In this case, that is probably part of the reason: football teams lined up that way in the 20s and 10s, and so it became part of the rules as they evolved. The forward pass wasn't originally part of the rules of American football (it was originaly more like rugby: running and lateral/backward passes only). Thus some rules - likely, including who is eligible to receive passes - came later, and came in an attempt to balance the game. Allow all 11 players to catch passes, and it's hard to defend, so the offense would have a great advantage; so you limit the offense to only having six players eligible to receive passes.

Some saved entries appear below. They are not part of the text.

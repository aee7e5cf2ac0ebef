use onnx_graph::{
    helper::{make_empty_tensor_value_info, make_tensor_value_info},
    protos::GraphProto,
    TensorData,
};

use super::{NodeHandle, NodeInput, TENSOR_PREFIX};
use crate::Error;

/// A graph output declaration.
#[derive(Debug, Clone, PartialEq)]
pub enum GraphOutput {
    /// A sample array: declares a typed output `_t_Output_{i}`.
    Array(TensorData),
    /// An untyped output with this name.
    Name(String),
    /// Every output of the node.
    Node(NodeHandle),
}

impl From<TensorData> for GraphOutput {
    fn from(data: TensorData) -> Self {
        GraphOutput::Array(data)
    }
}

impl From<&str> for GraphOutput {
    fn from(name: &str) -> Self {
        GraphOutput::Name(name.to_string())
    }
}

impl From<String> for GraphOutput {
    fn from(name: String) -> Self {
        GraphOutput::Name(name)
    }
}

impl From<NodeHandle> for GraphOutput {
    fn from(node: NodeHandle) -> Self {
        GraphOutput::Node(node)
    }
}

impl From<&NodeHandle> for GraphOutput {
    fn from(node: &NodeHandle) -> Self {
        GraphOutput::Node(node.clone())
    }
}

impl TryFrom<NodeInput> for GraphOutput {
    type Error = Error;

    fn try_from(input: NodeInput) -> Result<Self, Self::Error> {
        match input {
            NodeInput::Array(data) => Ok(GraphOutput::Array(data)),
            NodeInput::Name(name) => Ok(GraphOutput::Name(name)),
            NodeInput::Node(node) => Ok(GraphOutput::Node(node)),
            NodeInput::Names(names) => Err(Error::UnsupportedOutput(format!(
                "a list of names ({names:?}) cannot be declared as one output"
            ))),
        }
    }
}

pub(crate) fn declare_output(graph: &mut GraphProto, output: GraphOutput) {
    match output {
        GraphOutput::Array(sample) => {
            let name = format!("{TENSOR_PREFIX}Output_{}", graph.output.len());
            graph.output.push(make_tensor_value_info(
                &name,
                Some(sample.elem_type),
                Some(&sample.shape),
            ));
        }
        GraphOutput::Name(name) => {
            graph.output.push(make_empty_tensor_value_info(&name));
        }
        GraphOutput::Node(node) => {
            for name in node.outputs() {
                graph.output.push(make_empty_tensor_value_info(name));
            }
        }
    }
}

#[cfg(test)]
mod tests {
    use super::*;

    #[test]
    fn typed_outputs_are_numbered_by_position() {
        let mut graph = GraphProto::new();
        declare_output(&mut graph, "y".into());
        declare_output(
            &mut graph,
            TensorData::from_vec(vec![0.0f32; 4], vec![2, 2]).into(),
        );

        assert_eq!(graph.output[0].name, "y");
        assert!(graph.output[0].type_.is_none());
        assert_eq!(graph.output[1].name, "_t_Output_1");
        assert!(graph.output[1].type_.is_some());
    }

    #[test]
    fn name_lists_are_not_outputs() {
        let names = NodeInput::Names(vec!["a".to_string(), "b".to_string()]);

        assert!(matches!(
            GraphOutput::try_from(names),
            Err(Error::UnsupportedOutput(_))
        ));
        assert_eq!(
            GraphOutput::try_from(NodeInput::from("a")).unwrap(),
            GraphOutput::Name("a".to_string())
        );
    }
}
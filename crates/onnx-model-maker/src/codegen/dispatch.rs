use proc_macro2::{Ident, Literal, Span, TokenStream};
use quote::quote;

use super::ident::op_fn_name;
use super::op_fn::{params, ParamKind};
use crate::schema::OpSchema;

/// Module holding the functions introduced at `since_version`.
pub(crate) fn version_module(since_version: i64) -> Ident {
    Ident::new(&format!("op_ver_{since_version}"), Span::call_site())
}

/// The function resolving the version of an operator at the graph's opset and forwarding to it.
///
/// `versions` are every schema of one operator, in increasing since_version.
pub(crate) fn gen_dispatch_fn(versions: &[&OpSchema]) -> TokenStream {
    let Some(latest) = versions.last() else {
        return quote! {};
    };
    let fn_name = op_fn_name(&latest.name, &latest.domain);
    let op_type = latest.name.as_str();
    let domain = latest.domain.as_str();
    let doc = format!(
        " `{}` operator, at the opset version of the graph.",
        latest.name
    );

    let arms = versions.iter().map(|schema| {
        let version = Literal::i64_unsuffixed(schema.since_version);
        let module = version_module(schema.since_version);
        let params = params(schema);

        let unpack = params.iter().map(|param| {
            let name = &param.name;
            match param.kind {
                ParamKind::Required => quote! { let #name = args.required()?; },
                ParamKind::Optional => quote! { let #name = args.optional(); },
                ParamKind::Variadic => quote! { let #name = args.rest(); },
            }
        });
        let names = params.iter().map(|param| &param.name);

        quote! {
            #version => {
                #(#unpack)*
                args.finish()?;
                #module::#fn_name(graph, #(#names,)* attrs)
            }
        }
    });

    let cursor = if versions.iter().any(|schema| !schema.inputs.is_empty()) {
        quote! { let mut args = Args::new(#op_type, args); }
    } else {
        quote! { let args = Args::new(#op_type, args); }
    };

    quote! {
        #[doc = #doc]
        pub fn #fn_name(
            graph: &mut GraphBuilder,
            args: Vec<Option<NodeInput>>,
            attrs: Attributes,
        ) -> Result<NodeHandle> {
            #cursor
            match graph.resolve_version(#op_type, #domain)? {
                #(#arms)*
                version => Err(Error::unknown_schema(#op_type, #domain, version)),
            }
        }
    }
}
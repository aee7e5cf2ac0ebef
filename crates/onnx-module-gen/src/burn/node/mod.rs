mod gather;
mod max;
mod reduce_sum;
mod registry;

#[cfg(test)]
pub(crate) mod test;

pub use gather::GatherCodegen;
pub use max::MaxCodegen;
pub use reduce_sum::ReduceSumCodegen;
pub use registry::CodegenRegistry;

use std::collections::HashMap;

use onnx_graph::{ElementType, Node, OnnxGraph, TensorData, ValueInfo};
use proc_macro2::{Ident, TokenStream};
use quote::quote;

use crate::{
    burn::{tensor_ty, RenameHelper, Scope, TensorKind, ToTokens},
    config::{EmbeddingConfig, EmbeddingConfigs},
    Error, Result,
};

/// Code generation of one ONNX operator type.
pub trait OpCodegen: std::fmt::Debug {
    /// ONNX operator type handled by the generator.
    fn op_type(&self) -> &'static str;

    /// Generate the statements of `node`.
    fn gen(&self, node: &Node, ctx: &mut CodegenContext) -> Result<NodeCode>;
}

/// Code produced for one node.
///
/// `init` statements run once in `new(device)` and bind every field by name; `forward`
/// statements run on each call of `forward`.
#[derive(Debug, Default)]
pub struct NodeCode {
    /// Struct fields: name and type.
    pub fields: Vec<(Ident, TokenStream)>,
    pub init: TokenStream,
    pub forward: TokenStream,
    /// Paths to `use` in the generated module.
    pub imports: Vec<&'static str>,
}

impl NodeCode {
    /// Code with only forward statements.
    pub fn forward(forward: TokenStream) -> Self {
        Self {
            forward,
            ..Default::default()
        }
    }
}

/// Initializer referenced from `forward`, stored as a constant field of the module.
#[derive(Debug, Clone)]
pub struct ConstantField {
    pub name: Ident,
    pub kind: TensorKind,
    pub data: TensorData,
}

impl ConstantField {
    pub fn ty(&self) -> TokenStream {
        let ty = tensor_ty(self.data.rank().max(1), self.kind);
        quote! { burn::module::Param<#ty> }
    }

    /// `let name = Param::from_tensor(..);` inside `new(device)`.
    pub fn init(&self) -> TokenStream {
        let name = &self.name;
        let tensor = tensor_from_data(&self.data, self.kind);

        quote! {
            let #name = burn::module::Param::from_tensor(#tensor);
        }
    }
}

/// Everything a generator can look up about the graph while generating one node.
#[derive(Debug)]
pub struct CodegenContext<'a> {
    graph: &'a OnnxGraph,
    embeddings: &'a EmbeddingConfigs,
    rename: RenameHelper,
    scope: Scope,
    constants: Vec<ConstantField>,
    /// Rank and element type of the values generated so far.
    inferred: HashMap<String, (Option<usize>, Option<ElementType>)>,
    node_position: usize,
}

impl<'a> CodegenContext<'a> {
    pub fn new(graph: &'a OnnxGraph, embeddings: &'a EmbeddingConfigs) -> Self {
        Self {
            graph,
            embeddings,
            rename: RenameHelper::default(),
            scope: Scope::default(),
            constants: Vec::new(),
            inferred: HashMap::new(),
            node_position: 0,
        }
    }

    /// Move the context to the node at `node_position`.
    pub fn at(&mut self, node_position: usize) {
        self.node_position = node_position;
    }

    pub fn value_info(&self, name: &str) -> Option<&'a ValueInfo> {
        self.graph.value_infos.get(name)
    }

    pub fn initializer(&self, name: &str) -> Option<&'a TensorData> {
        self.graph.initializers.get(name)
    }

    /// Rank of a tensor from its declared shape, its constant value or the node producing it.
    pub fn rank(&self, name: &str) -> Option<usize> {
        self.value_info(name)
            .and_then(ValueInfo::rank)
            .or_else(|| self.initializer(name).map(TensorData::rank))
            .or_else(|| self.inferred.get(name).and_then(|(rank, _)| *rank))
    }

    pub fn elem_type(&self, name: &str) -> Option<ElementType> {
        self.value_info(name)
            .and_then(|info| info.elem_type)
            .or_else(|| self.initializer(name).map(|data| data.elem_type))
            .or_else(|| self.inferred.get(name).and_then(|(_, elem_type)| *elem_type))
    }

    /// Record the rank and element type of the output `index` of `node` as generated.
    pub fn infer(
        &mut self,
        node: &Node,
        index: usize,
        rank: Option<usize>,
        elem_type: Option<ElementType>,
    ) {
        if let Some(name) = node.output(index) {
            self.inferred.insert(name.to_string(), (rank, elem_type));
        }
    }

    /// Embedding configuration of the node `name`, when it is one.
    pub fn embedding(&self, name: &str) -> Option<&'a EmbeddingConfig> {
        self.embeddings.get(name)
    }

    /// Identifier bound to the tensor `name`.
    pub fn tensor(&mut self, name: &str) -> Ident {
        self.rename.tensor(name)
    }

    /// Identifier of the output `index` of `node`.
    pub fn output(&mut self, node: &Node, index: usize) -> Result<Ident> {
        let name = node
            .output(index)
            .ok_or_else(|| Error::invalid_node(&node.name, format!("missing output {index}")))?;
        Ok(self.rename.tensor(name))
    }

    /// Field name of `node`.
    pub fn field(&mut self, node: &Node) -> Ident {
        self.rename.node(node)
    }

    /// Tokens reading the tensor `name` in `forward`.
    ///
    /// Graph values are moved on their last use and cloned before. Initializers become constant
    /// fields of the module.
    pub fn input_forward(&mut self, node: &Node, name: &str) -> Result<TokenStream> {
        self.read(&node.name, name)
    }

    /// Tokens returning the graph output `name` at the end of `forward`.
    pub(crate) fn graph_output(&mut self, name: &str) -> Result<TokenStream> {
        self.read("graph outputs", name)
    }

    fn read(&mut self, owner: &str, name: &str) -> Result<TokenStream> {
        if let Some(data) = self.initializer(name) {
            let kind = constant_kind(owner, name, data)?;
            let field = self.constant(name, data, kind);
            return Ok(quote! { self.#field.val() });
        }

        let ident = self.rename.tensor(name);
        Ok(self.scope.use_owned(&ident, self.node_position))
    }

    /// Tokens building the initializer `name` inside `new(device)`.
    pub fn input_init(&self, node: &Node, name: &str) -> Result<TokenStream> {
        let data = self
            .initializer(name)
            .ok_or_else(|| Error::UnresolvedDynamicValue {
                node: node.name.clone(),
                tensor: name.to_string(),
            })?;

        Ok(tensor_from_data(data, constant_kind(&node.name, name, data)?))
    }

    /// Initializers referenced from `forward`, in order of first use.
    pub fn constants(&self) -> &[ConstantField] {
        &self.constants
    }

    fn constant(&mut self, name: &str, data: &TensorData, kind: TensorKind) -> Ident {
        let ident = self.rename.tensor(name);
        if !self.constants.iter().any(|constant| constant.name == ident) {
            log::debug!("Initializer {name} becomes the constant field {ident}");
            self.constants.push(ConstantField {
                name: ident.clone(),
                kind,
                data: data.clone(),
            });
        }
        ident
    }
}

fn constant_kind(owner: &str, name: &str, data: &TensorData) -> Result<TensorKind> {
    if data.elem_type == ElementType::String {
        return Err(Error::invalid_node(
            owner,
            format!("string tensor '{name}' has no tensor counterpart"),
        ));
    }

    Ok(TensorKind::from_elem_type(data.elem_type))
}

/// Count the remaining uses of every tensor, graph outputs being used at `outputs_position`.
pub(crate) fn register_uses(ctx: &mut CodegenContext, nodes: &[Node], outputs_position: usize) {
    let graph = ctx.graph;
    let mut uses: HashMap<&str, Vec<usize>> = HashMap::new();

    for (position, node) in nodes.iter().enumerate() {
        for input in node.inputs.iter() {
            uses.entry(input).or_default().push(position);
        }
    }
    for output in graph.outputs.iter() {
        uses.entry(&output.name).or_default().push(outputs_position);
    }

    // Graph order, so identifiers do not depend on hashing.
    let names = nodes
        .iter()
        .flat_map(|node| node.inputs.iter())
        .chain(graph.outputs.iter().map(|output| &output.name));
    for name in names {
        if name.is_empty() || graph.initializers.contains_key(name) {
            continue;
        }
        if let Some(positions) = uses.remove(name.as_str()) {
            let ident = ctx.rename.tensor(name);
            positions
                .into_iter()
                .for_each(|position| ctx.scope.register_use(&ident, position));
        }
    }
}

/// `Tensor::<B, D, K>::from_data(TensorData::new(..), device)`. Scalars become one-element
/// tensors.
pub(crate) fn tensor_from_data(data: &TensorData, kind: TensorKind) -> TokenStream {
    let (rank, data) = match data.rank() {
        0 => (
            1,
            TensorData {
                shape: vec![1],
                ..data.clone()
            },
        ),
        rank => (rank, data.clone()),
    };
    let rank = rank.to_tokens();
    let kind = kind.generic();
    let data = data.to_tokens();

    quote! {
        Tensor::<B, #rank #kind>::from_data(#data, device)
    }
}
use onnx_graph::ParseError;

/// Errors raised while generating a module from an ONNX graph.
#[derive(thiserror::Error, Debug)]
pub enum Error {
    /// The generator is not configured properly.
    #[error("Invalid input: {0}")]
    InvalidInput(String),

    /// No generator is registered for the operator.
    #[error("Unsupported operator: {0}")]
    UnsupportedOperator(String),

    /// A value that must be known at generation time is computed at run time.
    #[error("Node ({node}): '{tensor}' must be a constant initializer")]
    UnresolvedDynamicValue {
        /// Node name.
        node: String,
        /// Tensor that is not an initializer.
        tensor: String,
    },

    /// The graph does not declare the shape or type the generator needs.
    #[error("Missing value info for '{0}'")]
    MissingValueInfo(String),

    /// The node cannot be expressed with the target API.
    #[error("Node ({node}): {reason}")]
    InvalidNode {
        /// Node name.
        node: String,
        /// What is wrong with it.
        reason: String,
    },

    /// The model could not be read.
    #[error("Parse error: {0}")]
    Parse(#[from] ParseError),

    /// IO error.
    #[error("IO error: {0}")]
    Io(#[from] std::io::Error),

    /// The embedding configuration is not valid JSON.
    #[error("JSON error: {0}")]
    Json(#[from] serde_json::Error),

    /// Generated tokens could not be rendered to source.
    #[error("Formatting error: {0}")]
    Format(#[from] rust_format::Error),
}

impl Error {
    pub(crate) fn invalid_node(node: &str, reason: impl Into<String>) -> Self {
        Error::InvalidNode {
            node: node.to_string(),
            reason: reason.into(),
        }
    }
}

/// Result type of this crate.
pub type Result<T> = core::result::Result<T, Error>;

The specific reason for "eligible players" and "ineligible players", as well as the number who line up on the line of scrimmage, has to do mostly with deception (or, avoiding deception). See for example how the Patriots played in the AFC Championship last year; they deceived their opponents by changing who was eligible and who was not in odd ways, and that led to quite a bit of confusion on the defense. As such, the rules were changed this year to prohibit that.
So, the defense knows from the snap who is eligible to receive passes (and thus, who the individual coverage assignments are) in two ways:
- Unless declared, eligible receivers are 01-49 and 80-89 numbers, others are ineligible. This works both ways; normally-eligible must declare as ineligible just as normally-ineligible must declare as eligible.
- The defense knows that, of the players on the line of scrimmage, the only players eligible are the ones on the end of the line on either side. All players off the line of scrimmage, plus these two specific players, are eligible to receive passes.
If you allowed eligible players to line up wherever they wanted, and allowed ineligible players to not be on the line, it would make it more difficult for the defense to determine who they should cover.